▶ [Exercise details]:
Lines before the one containing "Ok(decoded)" are excluded; reproduce that line and all lines after it in the entries below, exactly.

Stored items:
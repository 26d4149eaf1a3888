use base64::{Engine as _, engine::general_purpose::URL_SAFE_NO_PAD};

pub(crate) fn base64url_decode(input: &str) -> Result<Vec<u8>, UtilError> {
    let decoded = URL_SAFE_NO_PAD
        .decode(input)
        .map_err(|_| UtilError::Format("Failed to decode base64url".to_string()))?;
    Ok(decoded)
}

use thiserror::Error;

#[derive(Debug, Error, Clone)]
pub enum UtilError {
    #[error("Invalid format: {0}")]
    Format(String),
}

#[cfg(test)]
mod tests {
    use super::*;

    /// Test that a base64url payload decodes back to its source bytes
    #[test]
    fn test_base64url_decode_roundtrip() {
        let encoded = URL_SAFE_NO_PAD.encode(b"campus-portal");
        let decoded = base64url_decode(&encoded).unwrap();
        assert_eq!(decoded, b"campus-portal");
    }

    /// Test that invalid base64url input yields a Format error
    #[test]
    fn test_base64url_decode_invalid() {
        let result = base64url_decode("not base64url!!!");
        assert!(result.is_err());
        match result {
            Err(UtilError::Format(_)) => {}
            other => panic!("Expected Format error, got {other:?}"),
        }
    }
}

▶ [Response area]:
    Ok(decoded)
}

use thiserror::Error;

#[derive(Debug, Error, Clone)]
pub enum UtilError {
    #[error("Invalid format: {0}")]
    Format(String),
}

#[cfg(test)]
mod tests {
    use super::*;

    /// Test that a base64url payload decodes back to its source bytes
    #[test]
    fn test_base64url_decode_roundtrip() {
        let encoded = URL_SAFE_NO_PAD.encode(b"campus-portal");
        let decoded = base64url_decode(&encoded).unwrap();
        assert_eq!(decoded, b"campus-portal");
    }

    /// Test that invalid base64url input yields a Format error
    #[test]
    fn test_base64url_decode_invalid() {
        let result = base64url_decode("not base64url!!!");
        assert!(result.is_err());
        match result {
            Err(UtilError::Format(_)) => {}
            other => panic!("Expected Format error, got {other:?}"),
        }
    }
}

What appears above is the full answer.